Related paper: Unsupervised Modeling of Twitter Conversations;
Alan Ritter, Colin Cherry, Bill Dolan, NAACL 2010
Focus paper: Characterizing Microblogs with Topic Models
The related paper I read this week proposes an unsupervised method for discovering dialogue structure or "dialogue acts" in twitter conversations. The idea was to automatically extract information that says something about the nature of the interactions between people in new mediums such as twitter. This is a pretty cool problem since the conversational aspects of English or any language seem to be one of the harder problems one could pose in NLP. The authors crawled Twitter using its API and obtained the posts of a sample of users, and all the replies to their posts, extracting entire conversation trees. All the data amounted to 1.3 million conversations. Only 10,000 random conversations are used, and scaling the models to the entire corpus is left for future work. The authors introduce three models, the EM Conversation model, the Conversation+Topic model, and the Bayesian Conversation model, the second being an extension of the first.

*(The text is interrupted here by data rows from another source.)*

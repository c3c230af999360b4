//! Arithmetic core: error taxonomy, number handling, operators, parsing
//! and evaluation.
//!
//! Nothing in here knows about keypads or displays. The engine drives it.

pub mod evaluator;
pub mod functions;
pub mod number;
mod operations;
pub mod parser;

pub use functions::Function;
pub use operations::Operation;

use thiserror::Error;

/// Result type for calculator operations
pub type CalcResult<T> = Result<T, CalcError>;

/// Calculator error types
///
/// None of these ever reach a caller of the engine; they are absorbed and
/// replaced by the error marker on the display.
#[derive(Debug, Clone, PartialEq, Error)]
pub enum CalcError {
    /// Division (or modulo) by zero attempted
    #[error("Division by zero")]
    DivisionByZero,

    /// Result overflowed to infinity
    #[error("Overflow: result exceeds maximum value")]
    Overflow,

    /// Invalid expression syntax
    #[error("Invalid expression: {0}")]
    ParseError(String),

    /// Nothing left to evaluate
    #[error("Empty expression")]
    EmptyExpression,

    /// Invalid result (NaN or other)
    #[error("Invalid result: {0}")]
    InvalidResult(String),

    /// Unary function applied outside its domain
    #[error("{function} is undefined for {value}")]
    Domain {
        /// Function that rejected the operand
        function: Function,
        /// The rejected operand
        value: f64,
    },

    /// Input name that maps to no event
    #[error("Unknown input: '{0}'")]
    UnknownInput(String),
}

impl CalcError {
    /// Create a parse error
    #[must_use]
    pub fn parse(message: impl Into<String>) -> Self {
        Self::ParseError(message.into())
    }

    /// Create an unknown-input error
    #[must_use]
    pub fn unknown_input(name: impl Into<String>) -> Self {
        Self::UnknownInput(name.into())
    }

    /// Classifies a non-finite value as an error, passing finite ones through
    pub fn check_finite(value: f64) -> CalcResult<f64> {
        if value.is_nan() {
            Err(Self::InvalidResult("NaN".into()))
        } else if value.is_infinite() {
            Err(Self::Overflow)
        } else {
            Ok(value)
        }
    }
}

#[cfg(test)]
mod tests {
    use super::*;

    // ===== CalcError display tests =====

    #[test]
    fn test_calc_error_display_division_by_zero() {
        assert_eq!(CalcError::DivisionByZero.to_string(), "Division by zero");
    }

    #[test]
    fn test_calc_error_display_overflow() {
        assert_eq!(
            CalcError::Overflow.to_string(),
            "Overflow: result exceeds maximum value"
        );
    }

    #[test]
    fn test_calc_error_display_parse_error() {
        let err = CalcError::parse("unexpected token");
        assert_eq!(err.to_string(), "Invalid expression: unexpected token");
    }

    #[test]
    fn test_calc_error_display_empty_expression() {
        assert_eq!(CalcError::EmptyExpression.to_string(), "Empty expression");
    }

    #[test]
    fn test_calc_error_display_domain() {
        let err = CalcError::Domain {
            function: Function::Sqrt,
            value: -4.0,
        };
        assert_eq!(err.to_string(), "sqrt is undefined for -4");
    }

    #[test]
    fn test_calc_error_display_unknown_input() {
        assert_eq!(
            CalcError::unknown_input("foo").to_string(),
            "Unknown input: 'foo'"
        );
    }

    #[test]
    fn test_calc_error_is_error_trait() {
        let err: Box<dyn std::error::Error> = Box::new(CalcError::DivisionByZero);
        assert!(err.to_string().contains("Division"));
    }

    // ===== check_finite tests =====

    #[test]
    fn test_check_finite_passes_finite() {
        assert_eq!(CalcError::check_finite(1.5), Ok(1.5));
        assert_eq!(CalcError::check_finite(-0.0), Ok(-0.0));
    }

    #[test]
    fn test_check_finite_nan() {
        assert!(matches!(
            CalcError::check_finite(f64::NAN),
            Err(CalcError::InvalidResult(_))
        ));
    }

    #[test]
    fn test_check_finite_infinity() {
        assert_eq!(
            CalcError::check_finite(f64::NEG_INFINITY),
            Err(CalcError::Overflow)
        );
    }
}
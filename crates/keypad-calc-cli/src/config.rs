//! CLI configuration

use crate::output::OutputFormat;
use serde::{Deserialize, Serialize};

/// CLI verbosity level
#[derive(Debug, Clone, Copy, PartialEq, Eq, Default, Serialize, Deserialize)]
pub enum Verbosity {
    /// Quiet - errors only
    Quiet,
    /// Normal - default output
    #[default]
    Normal,
    /// Verbose - extra output
    Verbose,
    /// Debug - engine state transitions
    Debug,
    /// Trace - every handled event
    Trace,
}

impl Verbosity {
    /// Maps a `-v` count
    #[must_use]
    pub const fn from_count(count: u8) -> Self {
        match count {
            0 => Self::Normal,
            1 => Self::Verbose,
            2 => Self::Debug,
            _ => Self::Trace,
        }
    }

    /// Check if quiet mode
    #[must_use]
    pub const fn is_quiet(self) -> bool {
        matches!(self, Self::Quiet)
    }

    /// Check if verbose or higher
    #[must_use]
    pub const fn is_verbose(self) -> bool {
        matches!(self, Self::Verbose | Self::Debug | Self::Trace)
    }

    /// Default log filter directive for this level
    #[must_use]
    pub const fn log_filter(self) -> &'static str {
        match self {
            Self::Quiet => "error",
            Self::Normal => "warn",
            Self::Verbose => "info",
            Self::Debug => "debug",
            Self::Trace => "trace",
        }
    }
}

/// Color output choice
#[derive(Debug, Clone, Copy, PartialEq, Eq, Default, Serialize, Deserialize)]
pub enum ColorChoice {
    /// Always use colors
    Always,
    /// Use colors when output is a terminal
    #[default]
    Auto,
    /// Never use colors
    Never,
}

impl ColorChoice {
    /// Should use colors based on output detection
    #[must_use]
    pub fn should_color(self) -> bool {
        match self {
            Self::Always => true,
            Self::Never => false,
            Self::Auto => std::io::IsTerminal::is_terminal(&std::io::stdout()),
        }
    }
}

/// CLI configuration
#[derive(Debug, Clone, Default, Serialize, Deserialize)]
pub struct CliConfig {
    /// Verbosity level
    pub verbosity: Verbosity,
    /// Color output choice
    pub color: ColorChoice,
    /// Display frame format
    pub format: OutputFormat,
}

impl CliConfig {
    /// Create new default configuration
    #[must_use]
    pub fn new() -> Self {
        Self::default()
    }

    /// Set verbosity
    #[must_use]
    pub const fn with_verbosity(mut self, verbosity: Verbosity) -> Self {
        self.verbosity = verbosity;
        self
    }

    /// Set color choice
    #[must_use]
    pub const fn with_color(mut self, color: ColorChoice) -> Self {
        self.color = color;
        self
    }

    /// Set output format
    #[must_use]
    pub const fn with_format(mut self, format: OutputFormat) -> Self {
        self.format = format;
        self
    }

    /// Whether text output is styled; JSON is never styled
    #[must_use]
    pub fn use_color(&self) -> bool {
        self.format == OutputFormat::Text && self.color.should_color()
    }
}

The Conversation+Topic model is basically a modified HMM borrowed from some previous work on multi-document summarization. Just using the Conversational model wasn't quite good enough since topic and dialogue structure were mixed in the results and the focus is on dialogue structure. They use an LDA framework to modify the model to account for topic and thus separate content words from dialogue indicators. For the inference engine, the HMM dp is swapped for Gibbs sampling. Slice sampling is also applied.
To evaluate the set of generated dialogue acts, the authors examine both qualitative and quantitive evaluations. The qualitative evaluation really only focuses on the Conversation+Topic model, and they go through a 10-act model, showing the probability on the transitions between dialogue acts. Most of the acts are reasonable and do a good job of illustrating the fact that Twitter is a microblog. They also display word lists and example posts for each Dialogue Act which are fairly convincing. For quantitative evaluation the paper introduces a new task of conversation ordering, that is given a random set of conversations, all permutations of the conversations are generated and the probability of each permutation is evaluated as if it were an unseen conversation. It appears that although useful, this metric does not directly imply anything about the interpretability of the model.
It seems the paper does a decent job at planting a first step in terms of unsupervised dialogue act tagging. The work done doesn't seem overly complex, but the observations and data they collected seems like they could be useful for at least a couple more runs.